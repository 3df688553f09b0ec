//! Book catalog endpoints.
//!
//! - GET /api/books - Filtered, sorted, paginated listing
//! - GET /api/books/:id - Detail view with stock and related books
//! - GET /api/books/featured/hot - Hot books by sales volume
//! - GET /api/books/featured/new - New books by creation time

use super::parse_id;
use crate::server::AppState;
use axum::{
    Json,
    extract::{Path, Query, State},
};
use bookstore_core::PageMeta;
use bookstore_core::book::{BookDetail, BookQuery, BookSort, BookWithCategory};
use bookstore_core::pagination::DEFAULT_PAGE_SIZE;
use bookstore_web::{AppError, PageParams};
use serde::{Deserialize, Serialize};

// ============================================================================
// Request/Response Types
// ============================================================================

/// Query parameters for the book listing.
#[derive(Debug, Default, Deserialize)]
pub struct ListBooksParams {
    /// `page` and `limit`
    #[serde(flatten)]
    pub page: PageParams,
    /// Category id filter
    pub category: Option<String>,
    /// Sort key (`newest`, `price-asc`, `price-desc`, `bestseller`, `recommended`)
    pub sort: Option<String>,
    /// Keyword matched against title, author and ISBN
    pub search: Option<String>,
}

/// Query parameters for featured lists.
#[derive(Debug, Default, Deserialize)]
pub struct FeaturedParams {
    /// Number of books, default 10
    pub limit: Option<String>,
}

/// A page of books plus the pagination envelope.
#[derive(Debug, Serialize)]
pub struct BookListResponse {
    /// Books in this page
    pub books: Vec<BookWithCategory>,
    /// Pagination envelope
    pub pagination: PageMeta,
}

impl ListBooksParams {
    fn to_query(&self) -> Result<BookQuery, AppError> {
        let mut query = BookQuery::new(self.page.pagination()?)
            .with_sort(BookSort::from_param(self.sort.as_deref()));

        if let Some(category) = self.category.as_deref().filter(|c| !c.trim().is_empty()) {
            query = query.with_category(parse_id("category", category)?);
        }
        if let Some(search) = &self.search {
            query = query.with_keyword(search.as_str());
        }

        query.validate()?;
        Ok(query)
    }
}

impl FeaturedParams {
    fn limit(&self) -> Result<i64, AppError> {
        self.limit
            .as_deref()
            .filter(|l| !l.trim().is_empty())
            .map_or(Ok(DEFAULT_PAGE_SIZE), |l| parse_id("limit", l))
    }
}

// ============================================================================
// Handlers
// ============================================================================

/// List books.
///
/// Invalid `page`, `limit` or `category` values are rejected with 422 before
/// the store is queried; an unknown `sort` falls back to `newest`.
///
/// # Example
///
/// ```bash
/// curl 'http://localhost:3001/api/books?search=rust&sort=price-asc&page=2&limit=5'
/// ```
///
/// Response:
/// ```json
/// {
///   "books": [{ "id": 12, "title": "Programming Rust", "category_name": "Computing", ... }],
///   "pagination": { "page": 2, "limit": 5, "total": 7, "pages": 2 }
/// }
/// ```
pub async fn list_books(
    State(state): State<AppState>,
    Query(params): Query<ListBooksParams>,
) -> Result<Json<BookListResponse>, AppError> {
    let query = params.to_query()?;

    let page = state.books.list_books(&query).await?;

    Ok(Json(BookListResponse {
        books: page.items,
        pagination: PageMeta::new(query.pagination(), page.total),
    }))
}

/// Get one book.
///
/// # Example
///
/// ```bash
/// curl http://localhost:3001/api/books/12
/// ```
///
/// Response:
/// ```json
/// {
///   "id": 12,
///   "title": "Programming Rust",
///   "stock": 8,
///   "discount_rate": 25,
///   "related_books": [{ "id": 14, "title": "Rust in Action", "relation_type": "similar", ... }],
///   ...
/// }
/// ```
pub async fn get_book(
    State(state): State<AppState>,
    Path(id): Path<String>,
) -> Result<Json<BookDetail>, AppError> {
    let id = parse_id("id", &id)?;

    state
        .books
        .get_book(id)
        .await?
        .map(Json)
        .ok_or_else(|| AppError::not_found("Book", id))
}

/// Hot books, best selling first.
///
/// # Example
///
/// ```bash
/// curl 'http://localhost:3001/api/books/featured/hot?limit=8'
/// ```
pub async fn hot_books(
    State(state): State<AppState>,
    Query(params): Query<FeaturedParams>,
) -> Result<Json<Vec<BookWithCategory>>, AppError> {
    Ok(Json(state.books.hot_books(params.limit()?).await?))
}

/// New books, most recently added first.
///
/// # Example
///
/// ```bash
/// curl 'http://localhost:3001/api/books/featured/new?limit=8'
/// ```
pub async fn new_books(
    State(state): State<AppState>,
    Query(params): Query<FeaturedParams>,
) -> Result<Json<Vec<BookWithCategory>>, AppError> {
    Ok(Json(state.books.new_books(params.limit()?).await?))
}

....................

This exercise needs every line of the listing that contains the word "trim".

        if let Some(category) = self.category.as_deref().filter(|c| !c.trim().is_empty()) {
            .filter(|l| !l.trim().is_empty())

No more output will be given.